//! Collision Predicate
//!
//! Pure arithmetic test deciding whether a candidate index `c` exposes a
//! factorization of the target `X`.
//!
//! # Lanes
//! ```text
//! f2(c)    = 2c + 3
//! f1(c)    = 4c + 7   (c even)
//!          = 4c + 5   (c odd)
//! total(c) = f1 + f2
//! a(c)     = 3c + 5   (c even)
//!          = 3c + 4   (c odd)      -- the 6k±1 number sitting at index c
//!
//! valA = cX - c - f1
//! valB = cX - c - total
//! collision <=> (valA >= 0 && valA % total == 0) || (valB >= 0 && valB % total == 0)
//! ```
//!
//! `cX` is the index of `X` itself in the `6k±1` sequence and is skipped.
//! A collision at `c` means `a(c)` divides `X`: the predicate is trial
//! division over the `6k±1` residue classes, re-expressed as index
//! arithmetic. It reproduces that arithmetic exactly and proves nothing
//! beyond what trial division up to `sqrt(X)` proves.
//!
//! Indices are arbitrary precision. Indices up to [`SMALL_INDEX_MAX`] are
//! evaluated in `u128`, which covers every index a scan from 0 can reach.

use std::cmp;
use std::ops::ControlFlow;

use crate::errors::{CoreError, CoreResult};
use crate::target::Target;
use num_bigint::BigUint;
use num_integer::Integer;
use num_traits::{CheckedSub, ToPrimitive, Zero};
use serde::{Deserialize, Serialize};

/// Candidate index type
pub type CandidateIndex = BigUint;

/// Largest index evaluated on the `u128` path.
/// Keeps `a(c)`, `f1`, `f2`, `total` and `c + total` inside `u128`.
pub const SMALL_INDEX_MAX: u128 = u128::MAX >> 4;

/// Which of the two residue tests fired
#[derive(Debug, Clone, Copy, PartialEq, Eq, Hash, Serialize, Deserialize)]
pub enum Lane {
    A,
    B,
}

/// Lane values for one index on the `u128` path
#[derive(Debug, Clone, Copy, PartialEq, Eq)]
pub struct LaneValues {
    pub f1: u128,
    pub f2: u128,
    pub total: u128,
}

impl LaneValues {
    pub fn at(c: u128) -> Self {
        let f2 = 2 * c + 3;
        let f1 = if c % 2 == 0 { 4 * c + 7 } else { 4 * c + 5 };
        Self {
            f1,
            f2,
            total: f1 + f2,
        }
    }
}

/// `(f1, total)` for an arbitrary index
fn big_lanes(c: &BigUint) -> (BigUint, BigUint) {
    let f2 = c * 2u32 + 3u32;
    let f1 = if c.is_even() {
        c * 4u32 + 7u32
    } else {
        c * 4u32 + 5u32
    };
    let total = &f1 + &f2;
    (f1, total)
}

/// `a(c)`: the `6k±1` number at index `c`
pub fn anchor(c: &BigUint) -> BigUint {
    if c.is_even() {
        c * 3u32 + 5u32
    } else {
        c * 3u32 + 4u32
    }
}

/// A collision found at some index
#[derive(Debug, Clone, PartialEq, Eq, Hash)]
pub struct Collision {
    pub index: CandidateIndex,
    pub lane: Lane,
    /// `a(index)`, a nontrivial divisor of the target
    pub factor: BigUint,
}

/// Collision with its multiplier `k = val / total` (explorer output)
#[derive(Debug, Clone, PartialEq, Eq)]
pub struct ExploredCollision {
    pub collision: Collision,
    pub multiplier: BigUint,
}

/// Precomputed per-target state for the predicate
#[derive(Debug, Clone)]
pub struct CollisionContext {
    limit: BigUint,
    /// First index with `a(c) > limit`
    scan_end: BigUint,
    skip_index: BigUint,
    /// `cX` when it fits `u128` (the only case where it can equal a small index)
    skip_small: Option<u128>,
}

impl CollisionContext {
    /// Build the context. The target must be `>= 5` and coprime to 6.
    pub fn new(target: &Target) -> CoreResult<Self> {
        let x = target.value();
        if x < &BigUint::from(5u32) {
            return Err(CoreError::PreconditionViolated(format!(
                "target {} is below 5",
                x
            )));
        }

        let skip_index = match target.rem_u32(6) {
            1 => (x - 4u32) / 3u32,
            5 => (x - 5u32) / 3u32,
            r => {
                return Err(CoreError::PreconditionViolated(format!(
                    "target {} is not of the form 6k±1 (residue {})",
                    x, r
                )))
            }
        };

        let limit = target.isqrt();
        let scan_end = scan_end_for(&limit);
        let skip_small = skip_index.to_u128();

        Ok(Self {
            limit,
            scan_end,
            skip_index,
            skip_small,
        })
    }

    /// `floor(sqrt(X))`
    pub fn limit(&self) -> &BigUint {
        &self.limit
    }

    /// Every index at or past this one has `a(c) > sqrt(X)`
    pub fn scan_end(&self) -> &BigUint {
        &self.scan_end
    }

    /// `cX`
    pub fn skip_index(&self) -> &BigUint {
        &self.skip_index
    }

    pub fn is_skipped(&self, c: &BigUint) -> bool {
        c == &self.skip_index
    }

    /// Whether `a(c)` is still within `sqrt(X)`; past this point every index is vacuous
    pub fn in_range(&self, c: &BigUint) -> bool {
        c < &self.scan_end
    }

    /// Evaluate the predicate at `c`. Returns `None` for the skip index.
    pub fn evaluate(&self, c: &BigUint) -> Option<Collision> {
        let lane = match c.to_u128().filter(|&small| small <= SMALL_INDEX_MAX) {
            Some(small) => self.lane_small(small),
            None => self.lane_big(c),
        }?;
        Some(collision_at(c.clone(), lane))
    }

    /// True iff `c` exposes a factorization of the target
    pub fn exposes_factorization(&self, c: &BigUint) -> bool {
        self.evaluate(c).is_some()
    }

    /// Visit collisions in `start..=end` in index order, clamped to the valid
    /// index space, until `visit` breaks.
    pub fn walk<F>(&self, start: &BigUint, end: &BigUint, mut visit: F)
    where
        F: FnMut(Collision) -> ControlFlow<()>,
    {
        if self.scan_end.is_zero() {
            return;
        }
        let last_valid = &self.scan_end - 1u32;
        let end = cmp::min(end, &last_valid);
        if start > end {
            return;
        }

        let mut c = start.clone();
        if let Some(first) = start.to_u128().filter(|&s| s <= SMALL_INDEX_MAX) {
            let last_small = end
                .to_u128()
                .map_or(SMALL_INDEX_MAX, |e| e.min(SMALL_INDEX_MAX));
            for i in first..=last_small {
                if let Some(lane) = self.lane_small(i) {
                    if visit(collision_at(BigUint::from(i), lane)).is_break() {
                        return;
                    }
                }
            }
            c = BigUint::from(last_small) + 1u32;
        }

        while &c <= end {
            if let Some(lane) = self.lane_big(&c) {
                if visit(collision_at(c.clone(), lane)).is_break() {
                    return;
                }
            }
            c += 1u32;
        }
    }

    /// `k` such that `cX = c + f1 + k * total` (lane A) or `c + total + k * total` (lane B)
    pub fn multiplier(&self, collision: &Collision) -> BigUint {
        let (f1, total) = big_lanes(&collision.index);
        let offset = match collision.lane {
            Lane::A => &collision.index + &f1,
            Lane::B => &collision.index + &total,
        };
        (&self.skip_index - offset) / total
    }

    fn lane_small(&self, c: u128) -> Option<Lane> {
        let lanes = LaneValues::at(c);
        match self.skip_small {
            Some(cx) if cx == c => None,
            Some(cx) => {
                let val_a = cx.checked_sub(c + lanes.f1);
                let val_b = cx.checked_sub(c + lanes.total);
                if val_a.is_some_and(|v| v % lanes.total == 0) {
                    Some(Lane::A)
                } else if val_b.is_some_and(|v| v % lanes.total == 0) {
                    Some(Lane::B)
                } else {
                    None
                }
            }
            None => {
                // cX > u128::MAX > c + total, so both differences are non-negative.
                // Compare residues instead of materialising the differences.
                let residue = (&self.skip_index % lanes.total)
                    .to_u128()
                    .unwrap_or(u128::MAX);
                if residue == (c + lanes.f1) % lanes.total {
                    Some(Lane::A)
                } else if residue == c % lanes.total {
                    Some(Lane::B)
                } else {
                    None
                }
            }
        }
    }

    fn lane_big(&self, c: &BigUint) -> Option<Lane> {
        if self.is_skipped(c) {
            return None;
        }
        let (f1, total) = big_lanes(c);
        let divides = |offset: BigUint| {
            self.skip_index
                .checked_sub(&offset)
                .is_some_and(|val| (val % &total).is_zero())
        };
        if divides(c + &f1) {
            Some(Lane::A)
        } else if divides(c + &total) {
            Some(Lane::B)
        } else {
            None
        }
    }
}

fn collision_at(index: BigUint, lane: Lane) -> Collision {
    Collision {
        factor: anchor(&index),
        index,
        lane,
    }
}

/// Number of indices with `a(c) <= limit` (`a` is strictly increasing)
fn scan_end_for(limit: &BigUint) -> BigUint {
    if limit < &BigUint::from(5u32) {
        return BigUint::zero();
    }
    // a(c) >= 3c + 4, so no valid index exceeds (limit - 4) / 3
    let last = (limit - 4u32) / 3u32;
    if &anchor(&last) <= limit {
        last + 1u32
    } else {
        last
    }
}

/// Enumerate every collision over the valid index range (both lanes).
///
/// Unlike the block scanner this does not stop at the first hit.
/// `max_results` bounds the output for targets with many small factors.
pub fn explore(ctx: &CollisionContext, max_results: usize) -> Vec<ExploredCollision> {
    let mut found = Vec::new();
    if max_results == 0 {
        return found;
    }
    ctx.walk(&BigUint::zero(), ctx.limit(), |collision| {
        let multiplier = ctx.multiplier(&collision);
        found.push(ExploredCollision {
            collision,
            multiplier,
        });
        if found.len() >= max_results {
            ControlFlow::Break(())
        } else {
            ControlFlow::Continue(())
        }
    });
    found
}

- Work order: The word "filter" appears in some of the lines above. Copy those lines.

- Solution:
        let lane = match c.to_u128().filter(|&small| small <= SMALL_INDEX_MAX) {
        if let Some(first) = start.to_u128().filter(|&s| s <= SMALL_INDEX_MAX) {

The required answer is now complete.